** Task item **
Please count how many lines of the data include the word "Setup". Give only that number in reply.

===== Data for analysis

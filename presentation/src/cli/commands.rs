//! CLI command definitions

use clap::{Parser, ValueEnum};
use std::path::PathBuf;

/// Output format for run reports
#[derive(Debug, Clone, Copy, PartialEq, Eq, ValueEnum)]
pub enum OutputFormat {
    /// Full report: commits, unresolved issues, score breakdown
    Full,
    /// Branch, counts and total score only
    Summary,
    /// The run report as JSON
    Json,
}

impl From<OutputFormat> for autofix_domain::OutputFormat {
    fn from(format: OutputFormat) -> Self {
        match format {
            OutputFormat::Full => autofix_domain::OutputFormat::Full,
            OutputFormat::Summary => autofix_domain::OutputFormat::Summary,
            OutputFormat::Json => autofix_domain::OutputFormat::Json,
        }
    }
}

/// CLI arguments for autofix-council
#[derive(Parser, Debug)]
#[command(name = "autofix-council")]
#[command(author, version, about = "Multi-backend AI code review that commits its own fixes")]
#[command(long_about = r#"
autofix-council sends every source file in a repository to several AI
review backends at once, merges their findings, and applies one fix per
commit on a dedicated branch.

Each run walks a fixed graph:
1. Setup:      load files, create the TEAM_LEADER_AI_Fix branch
2. Dispatch:   all backends review all files in parallel
3. Adjudicate: one fix per (file, line)
4. Apply:      one single-line edit and one commit per fix
5. Retry:      loop back while serious issues remain (bounded)
6. Output:     push, score, save the report

Configuration files are loaded from (in priority order):
1. AUTOFIX_* environment variables
2. --config <path>      Explicit config file
3. ./autofix.toml       Project-level config
4. ~/.config/autofix-council/config.toml   Global config

Example:
  autofix-council --team "RIFT ORGANISERS" --leader "Saiyam Kumar" ./repo
  autofix-council --dry-run -b claude -b local -o summary ./repo
"#)]
pub struct Cli {
    /// Repository to review
    #[arg(value_name = "REPO_DIR")]
    pub repo_dir: PathBuf,

    /// Team name (first part of the branch name)
    #[arg(long, default_value = "AUTOFIX")]
    pub team: String,

    /// Team leader (second part of the branch name)
    #[arg(long, default_value = "COUNCIL")]
    pub leader: String,

    /// Configured backends to use (can be specified multiple times)
    #[arg(short, long = "backend", value_name = "NAME")]
    pub backends: Vec<String>,

    /// Maximum apply passes
    #[arg(long, value_name = "N")]
    pub max_retries: Option<u32>,

    /// Apply fixes to an in-memory copy; nothing on disk changes
    #[arg(long)]
    pub dry_run: bool,

    /// Commit fixes but do not push the branch
    #[arg(long)]
    pub no_push: bool,

    /// Remote to push to
    #[arg(long, value_name = "NAME")]
    pub remote: Option<String>,

    /// Output format
    #[arg(short, long, value_enum)]
    pub output: Option<OutputFormat>,

    /// Verbosity level (-v = info, -vv = debug, -vvv = trace)
    #[arg(short, long, action = clap::ArgAction::Count)]
    pub verbose: u8,

    /// Suppress progress indicators
    #[arg(short, long)]
    pub quiet: bool,

    /// Path to configuration file
    #[arg(long, value_name = "PATH")]
    pub config: Option<PathBuf>,

    /// Disable loading of configuration files
    #[arg(long)]
    pub no_config: bool,

    /// Show configuration file locations and exit
    #[arg(long)]
    pub show_config: bool,

    /// Also write logs to this file
    #[arg(long, value_name = "PATH")]
    pub log_file: Option<PathBuf>,
}
//! Run Workflow use case
//!
//! Drives one review run through the workflow graph:
//! Setup → Dispatch → Adjudicate → Apply → (Retry → Dispatch)* → Output → Terminal.

use crate::config::WorkflowParams;
use crate::ports::analysis_backend::AnalysisBackend;
use crate::ports::code_source::{CodeSource, CodeSourceError};
use crate::ports::progress::{NoProgress, ProgressNotifier};
use crate::ports::result_store::{NoResultStore, ResultStore};
use crate::ports::run_event_logger::{NoRunEventLogger, RunEvent, RunEventLogger};
use crate::ports::working_copy::{WorkingCopy, WorkingCopyError};
use crate::use_cases::adjudicate::{AdjudicationStrategy, FirstSeenWins};
use crate::use_cases::apply_patches::PatchApplicator;
use crate::use_cases::dispatch::FanOutDispatcher;
use autofix_domain::{
    DomainError, RetryPolicy, RunReport, RunState, WorkflowGraph, WorkflowState, branch_name,
};
use serde_json::json;
use std::sync::Arc;
use std::time::Instant;
use thiserror::Error;
use tokio_util::sync::CancellationToken;
use tracing::{debug, info, warn};

/// Errors that end a run before it reaches `Output`
#[derive(Error, Debug)]
pub enum RunWorkflowError {
    #[error("No analysis backends registered")]
    NoBackends,

    #[error("Failed to acquire code files: {0}")]
    Source(#[from] CodeSourceError),

    #[error("Failed to prepare branch {branch}: {source}")]
    Branch {
        branch: String,
        #[source]
        source: WorkingCopyError,
    },

    #[error(transparent)]
    Domain(#[from] DomainError),
}

/// Input for the RunWorkflow use case
#[derive(Debug, Clone)]
pub struct RunWorkflowInput {
    pub run_id: String,
    pub team_name: String,
    pub team_leader: String,
}

impl RunWorkflowInput {
    pub fn new(
        run_id: impl Into<String>,
        team_name: impl Into<String>,
        team_leader: impl Into<String>,
    ) -> Self {
        Self {
            run_id: run_id.into(),
            team_name: team_name.into(),
            team_leader: team_leader.into(),
        }
    }
}

/// Use case for running a full review
pub struct RunWorkflowUseCase {
    dispatcher: FanOutDispatcher,
    code_source: Arc<dyn CodeSource>,
    working_copy: Arc<dyn WorkingCopy>,
    applicator: PatchApplicator,
    adjudicator: Arc<dyn AdjudicationStrategy>,
    retry_policy: Arc<dyn RetryPolicy>,
    result_store: Arc<dyn ResultStore>,
    events: Arc<dyn RunEventLogger>,
    params: WorkflowParams,
}
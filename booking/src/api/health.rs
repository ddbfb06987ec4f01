//! Liveness endpoint.

use axum::{Json, http::StatusCode};
use serde::Serialize;

/// Health check response.
#[derive(Serialize)]
pub struct HealthResponse {
    /// Service status
    pub status: String,
    /// Service version
    pub version: String,
}

/// Returns 200 while the process is serving requests.
///
/// Dependencies are not probed.
///
/// ```bash
/// curl http://localhost:8080/health
/// # {"status":"ok","version":"0.1.0"}
/// ```
pub async fn health_check() -> (StatusCode, Json<HealthResponse>) {
    (
        StatusCode::OK,
        Json(HealthResponse {
            status: "ok".to_string(),
            version: env!("CARGO_PKG_VERSION").to_string(),
        }),
    )
}
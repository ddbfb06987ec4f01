//! # Seatkeeper Testing
//!
//! Testing utilities for code written against `seatkeeper-core`:
//!
//! - [`FixedClock`] and [`ManualClock`] for deterministic time
//! - [`ReducerTest`] for Given-When-Then reducer tests
//! - [`assertions`] over returned effects
//!
//! ```ignore
//! use seatkeeper_testing::{ManualClock, ReducerTest};
//!
//! let clock = ManualClock::starting_at(test_time());
//! ReducerTest::new(WaitlistReducer::new())
//!     .with_env(environment(&clock))
//!     .given_state(scope_with_three_waiting())
//!     .when_action(WaitlistAction::Promote { available: Some(1) })
//!     .then_state(|state| assert_eq!(state.live_offers(clock.now()), 1))
//!     .run();
//! ```

use chrono::{DateTime, Duration, Utc};
use seatkeeper_core::environment::Clock;
use std::sync::{Arc, Mutex, PoisonError};


pub use reducer_test::{ReducerTest, assertions};

/// Mock clocks for deterministic tests.
pub mod mocks {
    use super::{Arc, Clock, DateTime, Duration, Mutex, PoisonError, Utc};

    /// Clock frozen at one instant.
    #[derive(Debug, Clone)]
    pub struct FixedClock {
        time: DateTime<Utc>,
    }

    impl FixedClock {
        /// Create a new fixed clock with the given time
        #[must_use]
        pub const fn new(time: DateTime<Utc>) -> Self {
            Self { time }
        }
    }

    impl Clock for FixedClock {
        fn now(&self) -> DateTime<Utc> {
            self.time
        }
    }

    /// Clock that only moves when a test advances it.
    ///
    /// Clones share the same instant, so a test can keep one handle while the
    /// code under test holds another behind `Arc<dyn Clock>`.
    #[derive(Debug, Clone)]
    pub struct ManualClock {
        time: Arc<Mutex<DateTime<Utc>>>,
    }

    impl ManualClock {
        /// Create a clock reading `time` until advanced.
        #[must_use]
        pub fn starting_at(time: DateTime<Utc>) -> Self {
            Self {
                time: Arc::new(Mutex::new(time)),
            }
        }

        /// Move the clock forward.
        pub fn advance(&self, by: Duration) {
            let mut time = self.time.lock().unwrap_or_else(PoisonError::into_inner);
            *time += by;
        }

        /// Jump to an absolute instant.
        pub fn set(&self, to: DateTime<Utc>) {
            *self.time.lock().unwrap_or_else(PoisonError::into_inner) = to;
        }
    }

    impl Clock for ManualClock {
        fn now(&self) -> DateTime<Utc> {
            *self.time.lock().unwrap_or_else(PoisonError::into_inner)
        }
    }

    /// The instant every test clock starts at: 2025-01-01 00:00:00 UTC.
    #[must_use]
    pub fn test_time() -> DateTime<Utc> {
        DateTime::from_timestamp(1_735_689_600, 0).unwrap_or_default()
    }

    /// Create a default fixed clock for tests.
    #[must_use]
    pub fn test_clock() -> FixedClock {
        FixedClock::new(test_time())
    }
}

pub use mocks::{FixedClock, ManualClock, test_clock, test_time};
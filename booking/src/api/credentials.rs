//! Coupon and pass endpoints.

use super::error::AppError;
use super::state::AppState;
use crate::notify::Notifier;
use crate::services::Redemption;
use crate::store::BookingStore;
use crate::types::{CredentialId, UsageRecord};
use axum::{
    Json,
    extract::{Path, State},
    http::StatusCode,
};

/// Record one use of a coupon or pass.
///
/// Answers 409 `USAGE_LIMIT` once the global or per-user ceiling is reached.
///
/// ```bash
/// curl -X POST http://localhost:8080/api/credentials/6f1c.../redeem \
///   -H "Content-Type: application/json" \
///   -d '{"booking_id":"...","email":"alice@example.com","discount_cents":500}'
/// ```
pub async fn redeem<S: BookingStore, N: Notifier>(
    State(state): State<AppState<S, N>>,
    Path(credential_id): Path<CredentialId>,
    Json(redemption): Json<Redemption>,
) -> Result<(StatusCode, Json<UsageRecord>), AppError> {
    let record = state.usage.redeem(credential_id, redemption).await?;
    Ok((StatusCode::CREATED, Json(record)))
}
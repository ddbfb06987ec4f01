//! Booking endpoints.
//!
//! Booking bodies carry a `check_in_url` for QR rendering. The cancel token
//! is only ever returned to whoever created the booking.

use super::error::AppError;
use super::state::AppState;
use crate::availability::Availability;
use crate::error::{BookingError, ValidationErrors};
use crate::notify::Notifier;
use crate::query::{BookingQuery, Page};
use crate::services::{AvailabilityQuery, BookingKey, CheckInOutcome, NewBooking, Submission};
use crate::store::BookingStore;
use crate::types::{Booking, BookingId, BookingStatus, ConfirmationCode, EventId};
use anyhow::Context;
use axum::{
    Json,
    extract::{Path, Query, State},
    http::StatusCode,
};
use serde::Deserialize;
use serde_json::{Map, Value, json};
use std::fmt::Display;
use std::str::FromStr;

// ============================================================================
// Request Types
// ============================================================================

/// Body of a status change.
#[derive(Debug, Deserialize)]
pub struct StatusRequest {
    /// Target status
    pub status: BookingStatus,
}

/// Body of an administrative cancel.
#[derive(Debug, Default, Deserialize)]
#[serde(default)]
pub struct CancelRequest {
    /// Appended to the internal notes
    pub reason: Option<String>,
}

/// Body of a self-service cancel.
#[derive(Debug, Deserialize)]
pub struct TokenCancelRequest {
    /// Public confirmation code
    #[serde(alias = "code")]
    pub confirmation_code: String,
    /// Cancel token issued at booking time
    #[serde(alias = "token")]
    pub cancel_token: String,
    /// Appended to the internal notes
    #[serde(default)]
    pub reason: Option<String>,
}

/// Body of a check-in.
#[derive(Debug, Default, Deserialize)]
#[serde(default)]
pub struct CheckInRequest {
    /// Staff member or device performing the check-in
    pub actor: Option<String>,
}

/// Listing query string.
///
/// Kept as raw strings so that bad values come back as field errors.
#[derive(Debug, Default, Deserialize)]
#[serde(default)]
pub struct ListParams {
    /// Status filter
    pub status: Option<String>,
    /// Type filter
    #[serde(rename = "type", alias = "kind")]
    pub kind: Option<String>,
    /// Payment status filter
    pub payment_status: Option<String>,
    /// Search on name, email or code
    pub search: Option<String>,
    /// Page size
    pub limit: Option<u32>,
    /// Rows to skip
    pub offset: Option<u32>,
    /// Sort key
    pub sort: Option<String>,
    /// Sort direction
    pub order: Option<String>,
}

fn parse_field<T>(errors: &mut ValidationErrors, field: &'static str, value: Option<&str>) -> Option<T>
where
    T: FromStr,
{
    let value = value.map(str::trim).filter(|v| !v.is_empty())?;
    value.parse().map_or_else(
        |_| {
            errors.add(field, format!("unsupported value '{value}'"));
            None
        },
        Some,
    )
}

impl TryFrom<ListParams> for BookingQuery {
    type Error = BookingError;

    fn try_from(params: ListParams) -> Result<Self, Self::Error> {
        let mut errors = ValidationErrors::new();
        let query = Self {
            status: parse_field(&mut errors, "status", params.status.as_deref()),
            kind: parse_field(&mut errors, "type", params.kind.as_deref()),
            payment_status: parse_field(
                &mut errors,
                "payment_status",
                params.payment_status.as_deref(),
            ),
            search: params.search,
            limit: params.limit,
            offset: params.offset,
            sort: parse_field(&mut errors, "sort", params.sort.as_deref()).unwrap_or_default(),
            order: parse_field(&mut errors, "order", params.order.as_deref()).unwrap_or_default(),
        };
        errors.into_result()?;
        Ok(query)
    }
}

// ============================================================================
// Helpers
// ============================================================================

fn encode(value: impl serde::Serialize, what: impl Display) -> Result<Value, AppError> {
    Ok(serde_json::to_value(value).with_context(|| format!("Failed to encode {what}"))?)
}

fn booking_body<S: BookingStore, N: Notifier>(
    state: &AppState<S, N>,
    booking: &Booking,
    reveal_token: bool,
) -> Result<Value, AppError> {
    let mut body = encode(booking, "booking")?;
    if let Value::Object(fields) = &mut body {
        if !reveal_token {
            fields.remove("cancel_token");
        }
        fields.insert(
            "check_in_url".to_string(),
            Value::String(state.bookings.check_in_url(&booking.confirmation_code)),
        );
    }
    Ok(body)
}

async fn resolve_id<S: BookingStore, N: Notifier>(
    state: &AppState<S, N>,
    key: &str,
) -> Result<BookingId, BookingError> {
    match key.parse::<BookingKey>()? {
        BookingKey::Id(id) => Ok(id),
        code @ BookingKey::Code(_) => Ok(state.bookings.get_booking(&code).await?.id),
    }
}

// ============================================================================
// Handlers
// ============================================================================

/// Book, or join the waitlist when capacity is full.
///
/// Returns 201 with the booking (including its cancel token) or 202 with the
/// waitlist entry.
///
/// ```bash
/// curl -X POST http://localhost:8080/api/bookings \
///   -H "Content-Type: application/json" \
///   -d '{"event_id":"550e8400-e29b-41d4-a716-446655440000","type":"reservation",
///        "guests":2,"customer_name":"Alice","customer_email":"alice@example.com"}'
/// ```
pub async fn submit<S: BookingStore, N: Notifier>(
    State(state): State<AppState<S, N>>,
    Json(request): Json<NewBooking>,
) -> Result<(StatusCode, Json<Value>), AppError> {
    match state.bookings.submit(request).await? {
        Submission::Booked { booking } => {
            let body = booking_body(&state, &booking, true)?;
            Ok((
                StatusCode::CREATED,
                Json(json!({ "outcome": "booked", "booking": body })),
            ))
        },
        waitlisted @ Submission::Waitlisted { .. } => {
            Ok((StatusCode::ACCEPTED, Json(encode(waitlisted, "submission")?)))
        },
    }
}

/// Look a booking up by id or confirmation code.
///
/// ```bash
/// curl http://localhost:8080/api/bookings/K7M2XQ9P
/// ```
pub async fn get_booking<S: BookingStore, N: Notifier>(
    State(state): State<AppState<S, N>>,
    Path(key): Path<String>,
) -> Result<Json<Value>, AppError> {
    let key: BookingKey = key.parse()?;
    let booking = state.bookings.get_booking(&key).await?;
    Ok(Json(booking_body(&state, &booking, false)?))
}

/// Move a booking to another status.
///
/// ```bash
/// curl -X PUT http://localhost:8080/api/bookings/K7M2XQ9P/status \
///   -H "Content-Type: application/json" -d '{"status":"confirmed"}'
/// ```
pub async fn update_status<S: BookingStore, N: Notifier>(
    State(state): State<AppState<S, N>>,
    Path(key): Path<String>,
    Json(request): Json<StatusRequest>,
) -> Result<Json<Value>, AppError> {
    let id = resolve_id(&state, &key).await?;
    let booking = state.bookings.update_status(id, request.status).await?;
    Ok(Json(booking_body(&state, &booking, false)?))
}

/// Administrative cancel.
pub async fn cancel<S: BookingStore, N: Notifier>(
    State(state): State<AppState<S, N>>,
    Path(key): Path<String>,
    request: Option<Json<CancelRequest>>,
) -> Result<Json<Value>, AppError> {
    let id = resolve_id(&state, &key).await?;
    let reason = request.and_then(|Json(r)| r.reason);
    let booking = state.bookings.cancel(id, reason).await?;
    Ok(Json(booking_body(&state, &booking, false)?))
}

/// Self-service cancel with the token issued at booking time.
///
/// A wrong or expired token answers 403 and leaves the booking untouched.
///
/// ```bash
/// curl -X POST http://localhost:8080/api/bookings/cancel \
///   -H "Content-Type: application/json" \
///   -d '{"confirmation_code":"K7M2XQ9P","cancel_token":"..."}'
/// ```
pub async fn cancel_with_token<S: BookingStore, N: Notifier>(
    State(state): State<AppState<S, N>>,
    Json(request): Json<TokenCancelRequest>,
) -> Result<Json<Value>, AppError> {
    let code = ConfirmationCode::new(request.confirmation_code.trim());
    let booking = state
        .bookings
        .verify_cancellation(&code, &request.cancel_token, request.reason)
        .await?;
    Ok(Json(booking_body(&state, &booking, false)?))
}

/// Check a guest in by id or scanned confirmation code.
///
/// Repeating a check-in answers 200 with `already_checked_in: true`.
///
/// ```bash
/// curl -X POST http://localhost:8080/api/check-in/K7M2XQ9P \
///   -H "Content-Type: application/json" -d '{"actor":"door-1"}'
/// ```
pub async fn check_in<S: BookingStore, N: Notifier>(
    State(state): State<AppState<S, N>>,
    Path(key): Path<String>,
    request: Option<Json<CheckInRequest>>,
) -> Result<Json<Value>, AppError> {
    let key: BookingKey = key.parse()?;
    let actor = request.and_then(|Json(r)| r.actor);
    let CheckInOutcome {
        booking,
        already_checked_in,
    } = state.bookings.check_in(&key, actor).await?;
    Ok(Json(json!({
        "booking": booking_body(&state, &booking, false)?,
        "already_checked_in": already_checked_in,
    })))
}

/// Hard delete. The confirmation code is never handed out again.
pub async fn delete_booking<S: BookingStore, N: Notifier>(
    State(state): State<AppState<S, N>>,
    Path(key): Path<String>,
) -> Result<Json<Value>, AppError> {
    let id = resolve_id(&state, &key).await?;
    let booking = state.bookings.delete_booking(id).await?;
    Ok(Json(booking_body(&state, &booking, false)?))
}

/// One page of an event's bookings.
///
/// ```bash
/// curl "http://localhost:8080/api/events/550e8400-e29b-41d4-a716-446655440000/bookings?status=confirmed&search=alice&sort=created_at&order=asc&limit=20"
/// ```
pub async fn list_bookings<S: BookingStore, N: Notifier>(
    State(state): State<AppState<S, N>>,
    Path(event_id): Path<EventId>,
    Query(params): Query<ListParams>,
) -> Result<Json<Page<Value>>, AppError> {
    let query = BookingQuery::try_from(params)?;
    let page = state.bookings.list_bookings(event_id, &query).await?;
    let items = page
        .items
        .iter()
        .map(|booking| booking_body(&state, booking, false))
        .collect::<Result<Vec<_>, _>>()?;
    Ok(Json(Page {
        items,
        total: page.total,
        limit: page.limit,
        offset: page.offset,
    }))
}

/// Would a request be admitted right now? Nothing is reserved.
///
/// ```bash
/// curl "http://localhost:8080/api/events/550e8400-e29b-41d4-a716-446655440000/availability?type=ticket&quantity=2&category_id=..."
/// ```
pub async fn check_availability<S: BookingStore, N: Notifier>(
    State(state): State<AppState<S, N>>,
    Path(event_id): Path<EventId>,
    Query(query): Query<AvailabilityQuery>,
) -> Result<Json<Availability>, AppError> {
    Ok(Json(state.bookings.check_availability(event_id, query).await?))
}
impl WaitlistEntry {
    /// The queue this entry is ordered in.
    #[must_use]
    pub const fn scope(&self) -> WaitlistScope {
        WaitlistScope::resolve(self.event_id, self.category_id, self.element_id)
    }

    /// Units an offer to this entry sets aside: one element, or the requested quantity.
    #[must_use]
    pub const fn demand(&self) -> u32 {
        match self.scope() {
            WaitlistScope::Element { .. } => 1,
            WaitlistScope::Category { .. } | WaitlistScope::Event { .. } => self.quantity,
        }
    }

    /// Holds an offer that has not lapsed at `now`.
    #[must_use]
    pub fn has_live_offer(&self, now: DateTime<Utc>) -> bool {
        self.status == WaitlistStatus::Notified && self.expires_at.is_some_and(|at| at > now)
    }

    /// Holds an offer that lapsed at or before `now`.
    #[must_use]
    pub fn offer_lapsed(&self, now: DateTime<Utc>) -> bool {
        self.status == WaitlistStatus::Notified && self.expires_at.is_none_or(|at| at <= now)
    }
}

/// A discount coupon or multi-use pass with usage ceilings.
#[derive(Clone, Debug, PartialEq, Eq, Serialize, Deserialize)]
pub struct UsageCredential {
    /// Unique credential identifier
    pub id: CredentialId,
    /// Coupon or pass
    pub kind: CredentialKind,
    /// Code the customer enters
    pub code: String,
    /// Global ceiling; `None` means unlimited
    pub usage_limit: Option<u32>,
    /// Ceiling per user identity; `None` means unlimited
    pub per_user_limit: Option<u32>,
    /// Uses recorded so far
    pub used: u32,
    /// Inactive credentials cannot be redeemed
    pub active: bool,
}

/// Join record tying a credential use to exactly one booking.
#[derive(Clone, Debug, PartialEq, Eq, Serialize, Deserialize)]
pub struct UsageRecord {
    /// Unique usage identifier
    pub id: UsageId,
    /// Credential consumed
    pub credential_id: CredentialId,
    /// Booking it was applied to
    pub booking_id: BookingId,
    /// Identity the per-user ceiling counts
    pub user: UserIdentity,
    /// Discount granted
    pub discount: Money,
    /// When the use was recorded
    pub recorded_at: DateTime<Utc>,
}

==========

** Response **
2